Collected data

--------------------

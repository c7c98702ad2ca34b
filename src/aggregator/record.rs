//! Call records.

use serde::{Deserialize, Serialize};
use std::time::Duration;

/// Immutable outcome of one outbound call.
#[derive(Debug, Clone, PartialEq, Eq, Serialize, Deserialize)]
#[serde(rename_all = "camelCase")]
pub struct CallRecord {
    /// Target URL (already scrubbed of sensitive fields).
    pub url: String,
    /// Uppercased HTTP verb.
    pub method: String,
    /// Response status, or 0 when no response was received.
    pub status_code: u16,
    /// Wall time from dispatch to settle, in milliseconds.
    pub duration_ms: u64,
    /// True iff a response arrived with status in [200, 400).
    pub success: bool,
    /// Failure description. Present iff `success` is false.
    #[serde(skip_serializing_if = "Option::is_none")]
    pub error: Option<String>,
}

impl CallRecord {
    /// Build a record for a call that produced a response.
    ///
    /// Responses outside [200, 400) are failures and carry
    /// `"HTTP <status> <status text>"` as their error.
    pub fn from_response(
        url: impl Into<String>,
        method: &str,
        status_code: u16,
        status_text: &str,
        duration: Duration,
    ) -> Self {
        let success = (200..400).contains(&status_code);
        let error = if success {
            None
        } else {
            Some(format!("HTTP {} {}", status_code, status_text).trim_end().to_string())
        };

        Self {
            url: url.into(),
            method: method.to_ascii_uppercase(),
            status_code,
            duration_ms: duration_millis(duration),
            success,
            error,
        }
    }

    /// Build a record for a call that failed.
    ///
    /// `status_code` is the status carried by the error, if any.
    pub fn from_error(
        url: impl Into<String>,
        method: &str,
        status_code: Option<u16>,
        message: &str,
        duration: Duration,
    ) -> Self {
        let message = message.trim();
        let error = if message.is_empty() {
            "Unknown error".to_string()
        } else {
            message.to_string()
        };

        Self {
            url: url.into(),
            method: method.to_ascii_uppercase(),
            status_code: status_code.unwrap_or(0),
            duration_ms: duration_millis(duration),
            success: false,
            error: Some(error),
        }
    }
}

fn duration_millis(duration: Duration) -> u64 {
    u64::try_from(duration.as_millis()).unwrap_or(u64::MAX)
}
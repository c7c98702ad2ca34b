//! Lifecycle management subsystem.
//!
//! # Data Flow
//! ```text
//! Startup (main.rs):
//!     Load config → Validate → Logging/metrics → Monitor + sweeper → Server
//!
//! Shutdown (shutdown.rs):
//!     Signal received → broadcast → server drains, sweeper and reload loop exit
//!
//! Signals (signals.rs):
//!     SIGINT (Ctrl-C) → Trigger graceful shutdown
//! ```

pub mod shutdown;
pub mod signals;

pub use shutdown::Shutdown;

--------------------

WHAT YOU ARE ASKED TO DO
All of the data above is to be given again, word for word.

TASK RESULT
repository c7c98702ad2ca34b
filename src/aggregator/record.rs
//! Call records.

use serde::{Deserialize, Serialize};
use std::time::Duration;

/// Immutable outcome of one outbound call.
#[derive(Debug, Clone, PartialEq, Eq, Serialize, Deserialize)]
#[serde(rename_all = "camelCase")]
pub struct CallRecord {
    /// Target URL (already scrubbed of sensitive fields).
    pub url: String,
    /// Uppercased HTTP verb.
    pub method: String,
    /// Response status, or 0 when no response was received.
    pub status_code: u16,
    /// Wall time from dispatch to settle, in milliseconds.
    pub duration_ms: u64,
    /// True iff a response arrived with status in [200, 400).
    pub success: bool,
    /// Failure description. Present iff `success` is false.
    #[serde(skip_serializing_if = "Option::is_none")]
    pub error: Option<String>,
}

impl CallRecord {
    /// Build a record for a call that produced a response.
    ///
    /// Responses outside [200, 400) are failures and carry
    /// `"HTTP <status> <status text>"` as their error.
    pub fn from_response(
        url: impl Into<String>,
        method: &str,
        status_code: u16,
        status_text: &str,
        duration: Duration,
    ) -> Self {
        let success = (200..400).contains(&status_code);
        let error = if success {
            None
        } else {
            Some(format!("HTTP {} {}", status_code, status_text).trim_end().to_string())
        };

        Self {
            url: url.into(),
            method: method.to_ascii_uppercase(),
            status_code,
            duration_ms: duration_millis(duration),
            success,
            error,
        }
    }

    /// Build a record for a call that failed.
    ///
    /// `status_code` is the status carried by the error, if any.
    pub fn from_error(
        url: impl Into<String>,
        method: &str,
        status_code: Option<u16>,
        message: &str,
        duration: Duration,
    ) -> Self {
        let message = message.trim();
        let error = if message.is_empty() {
            "Unknown error".to_string()
        } else {
            message.to_string()
        };

        Self {
            url: url.into(),
            method: method.to_ascii_uppercase(),
            status_code: status_code.unwrap_or(0),
            duration_ms: duration_millis(duration),
            success: false,
            error: Some(error),
        }
    }
}

fn duration_millis(duration: Duration) -> u64 {
    u64::try_from(duration.as_millis()).unwrap_or(u64::MAX)
}
repository c7c98702ad2ca34b
//! Lifecycle management subsystem.
//!
//! # Data Flow
//! ```text
//! Startup (main.rs):
//!     Load config → Validate → Logging/metrics → Monitor + sweeper → Server
//!
//! Shutdown (shutdown.rs):
//!     Signal received → broadcast → server drains, sweeper and reload loop exit
//!
//! Signals (signals.rs):
//!     SIGINT (Ctrl-C) → Trigger graceful shutdown
//! ```

pub mod shutdown;
pub mod signals;

pub use shutdown::Shutdown;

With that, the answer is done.